In the analysis that follows, I want to explore the relations among economy, theater, and subjectivity in the Renaissance by dwelling on an early, and formative, moment in Shakespeare's theatrical career: act 1, scene 4 of the dramatist's earliest and most dazzlingly unformed play, 1 Henry VI. The scene suggests that both in and beyond the stage a Renaissance subjectivity is indeed constituted in economic terms. It also shows how intimately theater is involved in such a process of subject-formation. But theater and market assume their constitutive power—the subject emerges—I will argue, only at the point where the economic function exceeds itself altogether. Not simply inscribed within an already fully constituted economic domain, not simply “commodified,” the early-modern subject emerges at the volatile limits of the economic function itself, the point where economy as a coherent mechanism falters. The politics of subject-formation, its relation to nationalism and to sexuality, should be understood, the scene suggests, in relation to that more radical horizon.

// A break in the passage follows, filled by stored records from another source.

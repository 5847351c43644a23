//! BLAKE2b (RFC 7693) with full parameter-block control.
//!
//! The streaming façade [`Blake2b`] covers the usual keyed/unkeyed hashing
//! with 1..=64 byte digests. The crate-internal [`State`] additionally
//! exposes the whole 64-byte parameter block, which the BLAKE2Xb expansion
//! needs to vary `node_off`, `xof_digest_len`, and friends per output
//! block; general-purpose BLAKE2 crates do not expose those fields.
//!
//! All multi-byte parameter fields are little-endian on the wire. The
//! state words are mixed as `h[i] = IV[i] ^ LE(param)[i]`.

use zeroize::Zeroize;

use crate::error::HashError;

/// BLAKE2b compression block size in bytes.
pub(crate) const BLOCK_LEN: usize = 128;
/// Largest digest a single BLAKE2b instance can produce.
pub(crate) const MAX_DIGEST_LEN: usize = 64;
/// Largest accepted key.
pub(crate) const MAX_KEY_LEN: usize = 64;
/// Salt length; shorter salts are not accepted, absent salts are all-zero.
pub(crate) const SALT_LEN: usize = 16;
/// Personality length, same convention as the salt.
pub(crate) const PERSONALITY_LEN: usize = 16;

const IV: [u64; 8] = [
    0x6a09e667f3bcc908,
    0xbb67ae8584caa73b,
    0x3c6ef372fe94f82b,
    0xa54ff53a5f1d36f1,
    0x510e527fade682d1,
    0x9b05688c2b3e6c1f,
    0x1f83d9abfb41bd6b,
    0x5be0cd19137e2179,
];

const SIGMA: [[usize; 16]; 12] = [
    [0, 1, 2, 3, 4, 5, 6, 7, 8, 9, 10, 11, 12, 13, 14, 15],
    [14, 10, 4, 8, 9, 15, 13, 6, 1, 12, 0, 2, 11, 7, 5, 3],
    [11, 8, 12, 0, 5, 2, 15, 13, 10, 14, 3, 6, 7, 1, 9, 4],
    [7, 9, 3, 1, 13, 12, 11, 14, 2, 6, 5, 10, 4, 0, 15, 8],
    [9, 0, 5, 7, 2, 4, 10, 15, 14, 1, 11, 12, 6, 8, 3, 13],
    [2, 12, 6, 10, 0, 11, 8, 3, 4, 13, 7, 5, 15, 14, 1, 9],
    [12, 5, 1, 15, 14, 13, 4, 10, 0, 7, 6, 3, 9, 2, 8, 11],
    [13, 11, 7, 14, 12, 1, 3, 9, 5, 0, 15, 4, 8, 6, 2, 10],
    [6, 15, 14, 9, 11, 3, 0, 8, 12, 2, 13, 7, 1, 4, 10, 5],
    [10, 2, 8, 4, 7, 6, 1, 5, 15, 11, 9, 14, 3, 12, 13, 0],
    [0, 1, 2, 3, 4, 5, 6, 7, 8, 9, 10, 11, 12, 13, 14, 15],
    [14, 10, 4, 8, 9, 15, 13, 6, 1, 12, 0, 2, 11, 7, 5, 3],
];

/// The 64-byte BLAKE2b parameter block.
///
/// Field order and widths follow the wire layout; `node_off` and
/// `xof_digest_len` together occupy the 8-byte node-offset field of plain
/// BLAKE2b (the BLAKE2X split). The 14 reserved bytes are implicitly zero.
#[derive(Clone, Copy)]
pub(crate) struct Params {
    pub digest_len: u8,
    pub key_len: u8,
    pub fanout: u8,
    pub depth: u8,
    pub leaf_len: u32,
    pub node_off: u32,
    pub xof_digest_len: u32,
    pub node_depth: u8,
    pub inner_len: u8,
    pub salt: [u8; SALT_LEN],
    pub personality: [u8; PERSONALITY_LEN],
}

impl Params {
    /// Sequential-mode parameters for an ordinary hash.
    pub(crate) fn sequential(digest_len: u8) -> Self {
        Params {
            digest_len,
            key_len: 0,
            fanout: 1,
            depth: 1,
            leaf_len: 0,
            node_off: 0,
            xof_digest_len: 0,
            node_depth: 0,
            inner_len: 0,
            salt: [0; SALT_LEN],
            personality: [0; PERSONALITY_LEN],
        }
    }

    /// The block as the eight little-endian words that get XORed into the IV.
    fn words(&self) -> [u64; 8] {
        let w0 = u64::from(self.digest_len)
            | u64::from(self.key_len) << 8
            | u64::from(self.fanout) << 16
            | u64::from(self.depth) << 24
            | u64::from(self.leaf_len) << 32;
        let w1 = u64::from(self.node_off) | u64::from(self.xof_digest_len) << 32;
        let w2 = u64::from(self.node_depth) | u64::from(self.inner_len) << 8;
        [
            w0,
            w1,
            w2,
            0,
            u64::from_le_bytes(self.salt[..8].try_into().unwrap()),
            u64::from_le_bytes(self.salt[8..].try_into().unwrap()),
            u64::from_le_bytes(self.personality[..8].try_into().unwrap()),
            u64::from_le_bytes(self.personality[8..].try_into().unwrap()),
        ]
    }
}

#[inline(always)]
fn g(v: &mut [u64; 16], a: usize, b: usize, c: usize, d: usize, x: u64, y: u64) {
    v[a] = v[a].wrapping_add(v[b]).wrapping_add(x);
    v[d] = (v[d] ^ v[a]).rotate_right(32);
    v[c] = v[c].wrapping_add(v[d]);
    v[b] = (v[b] ^ v[c]).rotate_right(24);
    v[a] = v[a].wrapping_add(v[b]).wrapping_add(y);
    v[d] = (v[d] ^ v[a]).rotate_right(16);
    v[c] = v[c].wrapping_add(v[d]);
    v[b] = (v[b] ^ v[c]).rotate_right(63);
}

fn compress(h: &mut [u64; 8], block: &[u8; BLOCK_LEN], t: u128, is_last: bool) {
    let mut m = [0u64; 16];
    for (i, chunk) in block.chunks_exact(8).enumerate() {
        m[i] = u64::from_le_bytes(chunk.try_into().unwrap());
    }

    let mut v = [0u64; 16];
    v[..8].copy_from_slice(h);
    v[8..].copy_from_slice(&IV);
    v[12] ^= t as u64;
    v[13] ^= (t >> 64) as u64;
    if is_last {
        v[14] ^= u64::MAX;
    }

    for s in &SIGMA {
        g(&mut v, 0, 4, 8, 12, m[s[0]], m[s[1]]);
        g(&mut v, 1, 5, 9, 13, m[s[2]], m[s[3]]);
        g(&mut v, 2, 6, 10, 14, m[s[4]], m[s[5]]);
        g(&mut v, 3, 7, 11, 15, m[s[6]], m[s[7]]);
        g(&mut v, 0, 5, 10, 15, m[s[8]], m[s[9]]);
        g(&mut v, 1, 6, 11, 12, m[s[10]], m[s[11]]);
        g(&mut v, 2, 7, 8, 13, m[s[12]], m[s[13]]);
        g(&mut v, 3, 4, 9, 14, m[s[14]], m[s[15]]);
    }

    for i in 0..8 {
        h[i] ^= v[i] ^ v[i + 8];
    }
}

/// Incremental BLAKE2b state initialised from an arbitrary parameter block.
#[derive(Clone)]
pub(crate) struct State {
    h: [u64; 8],
    buf: [u8; BLOCK_LEN],
    buf_len: usize,
    counter: u128,
}

impl State {
    /// Initialise from `params`; a present key is absorbed as the standard
    /// 128-byte zero-padded key block, which is wiped afterwards.
    ///
    /// The caller is responsible for `params.key_len` matching `key`.
    pub(crate) fn new(params: &Params, key: Option<&[u8]>) -> Self {
        let words = params.words();
        let mut h = IV;
        for (hi, wi) in h.iter_mut().zip(words) {
            *hi ^= wi;
        }

        let mut state = State {
            h,
            buf: [0u8; BLOCK_LEN],
            buf_len: 0,
            counter: 0,
        };

        if let Some(key) = key {
            debug_assert!(!key.is_empty() && key.len() <= MAX_KEY_LEN);
            let mut block = [0u8; BLOCK_LEN];
            block[..key.len()].copy_from_slice(key);
            state.update(&block);
            block.zeroize();
        }

        state
    }

    /// Absorb `data`. A full buffered block is held back until more input
    /// arrives so the final block can carry the last-block flag.
    pub(crate) fn update(&mut self, mut data: &[u8]) {
        if data.is_empty() {
            return;
        }

        if self.buf_len > 0 {
            let take = usize::min(BLOCK_LEN - self.buf_len, data.len());
            self.buf[self.buf_len..self.buf_len + take].copy_from_slice(&data[..take]);
            self.buf_len += take;
            data = &data[take..];

            if self.buf_len == BLOCK_LEN && !data.is_empty() {
                self.counter = self.counter.wrapping_add(BLOCK_LEN as u128);
                let block = self.buf;
                compress(&mut self.h, &block, self.counter, false);
                self.buf_len = 0;
            } else {
                return;
            }
        }

        // Keep 1..=128 trailing bytes buffered as the candidate final block.
        while data.len() > BLOCK_LEN {
            self.counter = self.counter.wrapping_add(BLOCK_LEN as u128);
            let block: &[u8; BLOCK_LEN] = data[..BLOCK_LEN].try_into().unwrap();
            compress(&mut self.h, block, self.counter, false);
            data = &data[BLOCK_LEN..];
        }

        self.buf[..data.len()].copy_from_slice(data);
        self.buf_len = data.len();
    }

    /// Finalise into `out`, which receives the first `out.len()` bytes of
    /// the 64-byte state. `out.len()` must match the parameter block's
    /// `digest_len` and never exceed 64.
    pub(crate) fn finalize_into(mut self, out: &mut [u8]) {
        debug_assert!(out.len() <= MAX_DIGEST_LEN);

        self.counter = self.counter.wrapping_add(self.buf_len as u128);
        self.buf[self.buf_len..].fill(0);
        let block = self.buf;
        compress(&mut self.h, &block, self.counter, true);

        let mut full = [0u8; MAX_DIGEST_LEN];
        for (chunk, word) in full.chunks_exact_mut(8).zip(self.h) {
            chunk.copy_from_slice(&word.to_le_bytes());
        }
        out.copy_from_slice(&full[..out.len()]);
    }
}

/// Streaming BLAKE2b with a fixed digest length and optional key, salt,
/// and personality.
///
/// ```
/// use homhash::Blake2b;
///
/// let mut hasher = Blake2b::new(64)?;
/// hasher.update(b"hello ");
/// hasher.update(b"world");
/// let mut digest = [0u8; 64];
/// hasher.finalize_into(&mut digest)?;
/// # Ok::<(), homhash::HashError>(())
/// ```
pub struct Blake2b {
    state: State,
    digest_len: usize,
}

impl Blake2b {
    pub const MIN_DIGEST_LEN: usize = 1;
    pub const MAX_DIGEST_LEN: usize = MAX_DIGEST_LEN;
    pub const MAX_KEY_LEN: usize = MAX_KEY_LEN;
    pub const SALT_LEN: usize = SALT_LEN;
    pub const PERSONALITY_LEN: usize = PERSONALITY_LEN;

    /// Unkeyed hasher producing `digest_len` bytes (1..=64).
    pub fn new(digest_len: usize) -> Result<Self, HashError> {
        Self::with_params(digest_len, None, &[0; SALT_LEN], &[0; PERSONALITY_LEN])
    }

    /// Hasher with explicit key, salt, and personality.
    ///
    /// # Errors
    /// `InvalidOutputLength` if `digest_len` is outside 1..=64;
    /// `InvalidKeySize` if a key is present and outside 1..=64 bytes.
    pub fn with_params(
        digest_len: usize,
        key: Option<&[u8]>,
        salt: &[u8; SALT_LEN],
        personality: &[u8; PERSONALITY_LEN],
    ) -> Result<Self, HashError> {
        if digest_len < Self::MIN_DIGEST_LEN || digest_len > Self::MAX_DIGEST_LEN {
            return Err(HashError::InvalidOutputLength {
                max: Self::MAX_DIGEST_LEN as u64,
                actual: digest_len as u64,
            });
        }
        if let Some(key) = key {
            if key.is_empty() || key.len() > Self::MAX_KEY_LEN {
                return Err(HashError::InvalidKeySize {
                    min: 1,
                    max: Self::MAX_KEY_LEN,
                    actual: key.len(),
                });
            }
        }

        let mut params = Params::sequential(digest_len as u8);
        params.key_len = key.map_or(0, |k| k.len() as u8);
        params.salt = *salt;
        params.personality = *personality;

        Ok(Blake2b {
            state: State::new(&params, key),
            digest_len,
        })
    }

    /// Absorb more input; may be called any number of times.
    pub fn update(&mut self, data: &[u8]) {
        self.state.update(data);
    }

    /// Finalise into `out`, consuming the hasher.
    ///
    /// # Errors
    /// `OutputLengthMismatch` if `out.len()` differs from the digest length
    /// declared at construction.
    pub fn finalize_into(self, out: &mut [u8]) -> Result<(), HashError> {
        if out.len() != self.digest_len {
            return Err(HashError::OutputLengthMismatch {
                declared: self.digest_len,
                actual: out.len(),
            });
        }
        self.state.finalize_into(out);
        Ok(())
    }

    /// One-shot hash of `data` into `out` (`out.len()` selects the digest
    /// length), optionally keyed.
    pub fn hash_single(out: &mut [u8], data: &[u8], key: Option<&[u8]>) -> Result<(), HashError> {
        let mut hasher =
            Self::with_params(out.len(), key, &[0; SALT_LEN], &[0; PERSONALITY_LEN])?;
        hasher.update(data);
        hasher.finalize_into(out)
    }
}

#[cfg(test)]
mod tests {
    use super::*;

    fn hex(bytes: &[u8]) -> String {
        bytes.iter().map(|b| format!("{b:02x}")).collect()
    }

    #[test]
    fn rfc7693_abc_vector() {
        let mut out = [0u8; 64];
        Blake2b::hash_single(&mut out, b"abc", None).unwrap();
        assert_eq!(
            hex(&out),
            "ba80a53f981c4d0d6a2797b69f12f6e94c212f14685ac4b74b12bb6fdbffa2d1\
             7d87c5392aab792dc252d5de4533cc9518d38aa8dbf1925ab92386edd4009923"
        );
    }

    #[test]
    fn empty_input_vector() {
        let mut out = [0u8; 64];
        Blake2b::hash_single(&mut out, b"", None).unwrap();
        assert_eq!(
            hex(&out),
            "786a02f742015903c6c6fd852552d272912f4740e15847618a86e217f71f5419\
             d25e1031afee585313896444934eb04b903a685b1448b755d56f701afe9be2ce"
        );
    }

    #[test]
    fn keyed_kat_first_line() {
        // First entry of the official blake2b keyed KAT: empty input,
        // key = bytes 0..=63.
        let key: Vec<u8> = (0u8..64).collect();
        let mut out = [0u8; 64];
        Blake2b::hash_single(&mut out, b"", Some(&key)).unwrap();
        assert_eq!(
            hex(&out),
            "10ebb67700b1868efb4417987acf4690ae9d972fb7a590c2f02871799aaa4786\
             b5e996e8f0f4eb981fc214b005f42d2ff4233499391653df7aefcbc13fc51568"
        );
    }

    #[test]
    fn truncated_digest() {
        let mut out = [0u8; 32];
        Blake2b::hash_single(&mut out, b"abc", None).unwrap();
        assert_eq!(
            hex(&out),
            "bddd813c634239723171ef3fee98579b94964e3bb1cb3e427262c8c068d52319"
        );
    }

    #[test]
    fn streaming_matches_one_shot() {
        let data = vec![0xa5u8; 1000];
        let mut one_shot = [0u8; 64];
        Blake2b::hash_single(&mut one_shot, &data, None).unwrap();

        for split in [0, 1, 127, 128, 129, 255, 256, 999] {
            let mut hasher = Blake2b::new(64).unwrap();
            hasher.update(&data[..split]);
            hasher.update(&data[split..]);
            let mut streamed = [0u8; 64];
            hasher.finalize_into(&mut streamed).unwrap();
            assert_eq!(streamed, one_shot, "split at {split}");
        }
    }

    #[test]
    fn rejects_bad_lengths() {
        assert!(matches!(
            Blake2b::new(0),
            Err(HashError::InvalidOutputLength { .. })
        ));
        assert!(matches!(
            Blake2b::new(65),
            Err(HashError::InvalidOutputLength { .. })
        ));
        let key = [0u8; 65];
        assert!(matches!(
            Blake2b::with_params(64, Some(&key), &[0; 16], &[0; 16]),
            Err(HashError::InvalidKeySize { .. })
        ));
        assert!(matches!(
            Blake2b::with_params(64, Some(&[]), &[0; 16], &[0; 16]),
            Err(HashError::InvalidKeySize { .. })
        ));
    }

    #[test]
    fn finalize_length_must_match() {
        let hasher = Blake2b::new(32).unwrap();
        let mut out = [0u8; 33];
        assert!(matches!(
            hasher.finalize_into(&mut out),
            Err(HashError::OutputLengthMismatch { .. })
        ));
    }
}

My aim in tracing the formation of an early modern subject to the limits of the economic—the most global as well as modern of functions—will be to suggest, not just the “liquidity” of social phenomena within a given culture, but the contingency of the social field itself. As Ernesto Laclau and Chantal Mouffe have argued, rather than assuming the form of a prior totality, the social field is constituted at a charged and unstable limit, the point of its own impossibility:

The incomplete character of every totality necessarily leads us to abandon, as a terrain of analysis, the premise of ‘society’ as a sutured and self-defined totality. … There is no single underlying principle fixing—and hence constituting—the whole field of differences. The irresoluble interiority/exteriority tension is the condition of any social practice. … It is in this terrain, where neither a total interiority nor a total exteriority is possible, that the social is constituted.7

To advance a fully anti-essentialist account of any social formation it is necessary to include economy itself among the array of these differentially defined social practices, however paradoxical that may seem, for it has been economy more than anything else that has preserved the idea of society as a totalized field even among those analysts apparently most willing to embrace the discursive, open-ended nature of social forms. But our analysis will ultimately engage a dimension of contingency that Laclau and Mouffe do not entertain, one that makes anything like a history of the subject a vexed preoccupation. In so far as it represents the limits of the subject, the horizon of economy is also, the scene suggests, the boundary of the historiographic dimension itself. Rather than being the transparent medium within which phenomena such as market and subject emerge, history should be included among the forms constituted at the vanishing point of the social, a necessary and insupportable horizon where “the impossibility of the real … has attained a form of presence,” and which the early modern era termed the demonic.8

Act 1, scene 4 of 1 Henry VI is notable for the appearance of the French herione, Joan of Arc—“Pucelle,” as she is called—and for the way the emergence of that figure serves to galvanize the otherwise peculiarly drifting beginnings of the play and of the Histories. Shakespeare's Histories begin with an ending—with their own ending, in a sense. The curtain opens on the funeral of Henry V, the absolute sovereign whose glorious conquests the last play of the cycle will celebrate. Even before the body is buried, word arrives from France of the dissolution of the Empire, culminating with an account of the betrayal and capture of England's warrior hero, Lord Talbot. The play then shuttles back and forth between the French troops, temporarily emboldened by the appearance of the warrior-maid, and scenes of political disarray in England.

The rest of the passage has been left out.